Even those who kept their jobs lost income. The share of wages in the GDP fell from 64% to 54%, and overall, wage earners have lost a third of their purchasing power. The average purchasing power fell from 84% of the average for the EU15 to 65%. Between 2008 and 2015, 427,000 Greeks emigrated, the great majority university-educated. Of the 849,289 businesses active in Greece in 2008, only 692,286 were still active in 2014. And inequality increased: the ratio between the income of the richest 20% and the poorest 20% went from 5.6/1 to 6.6/1.

The decline in living standards is also evident in Greek demographic data. Health expenditure fell by 25%. Between 2011 and 2014, the most recent year for which statistics are available, there were fewer births than deaths. Infant mortality rose by 51%.

But who are the winners? Among the biggest winners are the foreign banks, who at the outset of the crisis found themselves holding a large proportion of the Greek debt. In June 2010, the total public and private debt to foreign banks stood at $252.1 billion, with a total of 75.1% owed to French ($83.1 billion), German ($65.4 billion) and US ($36.2 billion) banks. By December 2010, the sum owed to foreign banks had been slashed by 42%, down to $145.7 billion ($56.7 billion to French banks, $34 billion to German banks, $7.3 billion to American banks). Under the first memorandum, the banks gained time to sell off a large portion of the Greek debt – a pattern that would become even more evident in December 2011, by which time the foreign banks had reduced their exposure to Greek debt to $35 billion. By the 2012 elections, foreign banks were almost entirely disencumbered of the Greek debt.

As for the winners inside Greece: In 2010, the country’s most profitable companies made profits on the order of €2.2 billion; by 2014 this had risen to €10.2 billion. The 300 companies with the largest sales (excluding the financial sector) between 2009 and 2014 increased their turnover from 53.6% of the total to 59.8% and their assets from 42.2% to 44.0%.

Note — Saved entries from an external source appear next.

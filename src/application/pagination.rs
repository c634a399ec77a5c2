//! Offset pagination shared by listing endpoints.

use serde::{Deserialize, Serialize};

#[derive(Debug, Clone, Copy, PartialEq, Eq)]
pub struct PageRequest {
    pub page: u32,
    pub limit: u32,
}

impl PageRequest {
    pub const DEFAULT_LIMIT: u32 = 10;
    pub const MAX_LIMIT: u32 = 100;

    /// Clamp into the supported window: `page >= 1`, `limit` within `1..=100`.
    pub fn new(page: u32, limit: u32) -> Self {
        Self {
            page: page.max(1),
            limit: limit.clamp(1, Self::MAX_LIMIT),
        }
    }

    pub fn skip(&self) -> u64 {
        u64::from(self.page - 1) * u64::from(self.limit)
    }
}

impl Default for PageRequest {
    fn default() -> Self {
        Self::new(1, Self::DEFAULT_LIMIT)
    }
}

#[derive(Debug, Clone, Copy, PartialEq, Eq, Serialize, Deserialize)]
#[serde(rename_all = "camelCase")]
pub struct PaginationMeta {
    pub total: u64,
    pub page: u32,
    pub limit: u32,
    pub total_pages: u64,
    pub has_more: bool,
}

impl PaginationMeta {
    pub fn new(total: u64, request: PageRequest) -> Self {
        let total_pages = total.div_ceil(u64::from(request.limit));
        Self {
            total,
            page: request.page,
            limit: request.limit,
            total_pages,
            has_more: u64::from(request.page) < total_pages,
        }
    }
}
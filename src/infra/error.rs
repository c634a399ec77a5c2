use thiserror::Error;

#[derive(Debug, Error)]
pub enum InfraError {
    #[error("io error: {0}")]
    Io(#[from] std::io::Error),
    #[error("database error: {message}")]
    Database { message: String },
    #[error("telemetry initialization failed: {0}")]
    Telemetry(String),
    #[error("configuration error: {message}")]
    Configuration { message: String },
    #[error("cache error: {message}")]
    Cache { message: String },
}

impl InfraError {
    pub fn database(message: impl Into<String>) -> Self {
        Self::Database {
            message: message.into(),
        }
    }

    pub fn configuration(message: impl Into<String>) -> Self {
        Self::Configuration {
            message: message.into(),
        }
    }

    pub fn telemetry(message: impl Into<String>) -> Self {
        Self::Telemetry(message.into())
    }

    pub fn cache(message: impl Into<String>) -> Self {
        Self::Cache {
            message: message.into(),
        }
    }
}
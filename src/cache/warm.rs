//! Best-effort cache warming, deduplicated per process lifetime.
//!
//! A key is fetched and stored at most once while the process runs, regardless
//! of TTL expiry. Failures are logged and swallowed here; they never reach the
//! request that triggered the warm.

use std::{
    collections::HashSet,
    fmt::Display,
    future::Future,
    sync::{Arc, Mutex},
    time::{Duration, Instant},
};

use metrics::{counter, histogram};
use serde::Serialize;
use tracing::{debug, warn};

use super::lock::lock_recovering;
use super::store::ResponseCache;

const SOURCE: &str = "cache::warm";

/// A key to populate, its TTL and the loader that produces the payload.
pub struct WarmTask<F> {
    pub key: String,
    pub ttl: Duration,
    pub fetcher: F,
}

#[derive(Debug, Clone, Copy, PartialEq, Eq)]
pub enum WarmOutcome {
    Disabled,
    Unavailable,
    AlreadyWarmed,
    Stored,
    StoreFailed,
    FetchFailed,
}

impl WarmOutcome {
    pub fn as_str(self) -> &'static str {
        match self {
            WarmOutcome::Disabled => "disabled",
            WarmOutcome::Unavailable => "unavailable",
            WarmOutcome::AlreadyWarmed => "already_warmed",
            WarmOutcome::Stored => "stored",
            WarmOutcome::StoreFailed => "store_failed",
            WarmOutcome::FetchFailed => "fetch_failed",
        }
    }
}

pub struct CacheWarmer {
    enabled: bool,
    cache: ResponseCache,
    warmed: Mutex<HashSet<String>>,
}

impl CacheWarmer {
    pub fn new(cache: ResponseCache, enabled: bool) -> Self {
        Self {
            enabled,
            cache,
            warmed: Mutex::new(HashSet::new()),
        }
    }

    pub fn is_warmed(&self, key: &str) -> bool {
        lock_recovering(&self.warmed, SOURCE).contains(key)
    }

    pub async fn warm_once<F, Fut, T, E>(&self, task: WarmTask<F>) -> WarmOutcome
    where
        F: FnOnce() -> Fut,
        Fut: Future<Output = Result<T, E>>,
        T: Serialize,
        E: Display,
    {
        let outcome = self.run(task).await;
        counter!("tenderscope_cache_warm_total", "outcome" => outcome.as_str()).increment(1);
        outcome
    }

    async fn run<F, Fut, T, E>(&self, task: WarmTask<F>) -> WarmOutcome
    where
        F: FnOnce() -> Fut,
        Fut: Future<Output = Result<T, E>>,
        T: Serialize,
        E: Display,
    {
        if !self.enabled {
            return WarmOutcome::Disabled;
        }
        if !self.cache.is_available().await {
            return WarmOutcome::Unavailable;
        }
        // Check and mark in one step so concurrent triggers fetch once.
        if !lock_recovering(&self.warmed, SOURCE).insert(task.key.clone()) {
            return WarmOutcome::AlreadyWarmed;
        }

        let started = Instant::now();
        let result = (task.fetcher)().await;
        histogram!("tenderscope_cache_warm_ms").record(started.elapsed().as_secs_f64() * 1_000.0);

        match result {
            Ok(value) => {
                if self.cache.set_json(&task.key, Some(&value), task.ttl).await {
                    debug!(target = "tenderscope::cache::warm", key = %task.key, "cache key warmed");
                    WarmOutcome::Stored
                } else {
                    WarmOutcome::StoreFailed
                }
            }
            Err(err) => {
                lock_recovering(&self.warmed, SOURCE).remove(&task.key);
                warn!(
                    target = "tenderscope::cache::warm",
                    key = %task.key,
                    error = %err,
                    "cache warm failed"
                );
                WarmOutcome::FetchFailed
            }
        }
    }

    /// Run the warm on its own task so it outlives the triggering request.
    pub fn spawn<F, Fut, T, E>(self: &Arc<Self>, task: WarmTask<F>)
    where
        F: FnOnce() -> Fut + Send + 'static,
        Fut: Future<Output = Result<T, E>> + Send + 'static,
        T: Serialize + Send + Sync + 'static,
        E: Display + Send + 'static,
    {
        let warmer = Arc::clone(self);
        tokio::spawn(async move {
            warmer.warm_once(task).await;
        });
    }
}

Last but not least: in 2011, 445 people in Greece held fortunes in excess of €30 million, amounting in total to €50 billion, about 24% of GDP. By 2014, that privileged group had grown slightly: 565 people held personal fortunes that amounted to a total of €70 billion or 39.5% of GDP for that year. In 2014, that elite group included eleven Greek billionaires, with total assets of €18 billion, up from nine in 2013 with assets of €16 billion.

These developments are reflected in the country’s patterns of social stratification. According to a recent survey today the Greek bourgeoisie accounts for 2.8% of GDP (down from 3.2% in 2009); the rich rural strata 0.6% (down from 0.7%); the traditional petty bourgeoisie 7.0% (down from 7.3%); the new petty bourgeoisie 21.9% (down from 29.5%); the medium rural strata 1.2% (down from 1.9%); the poor rural strata 7.3% (down from 7.4%); and the working class 59.2% (up from 49.1%).

Whatever the reasons for these policies, the result bears a clear social stamp. Large foreign banks, under the guardianship of international financial institutions and their home countries, took care of their own interests. Despite losses linked to the economic liquidation of some sectors, the country’s economic elite has enlarged its wealth, and increased its profit by virtue of the intensified exploitation of the local working class and the contraction of small to medium business.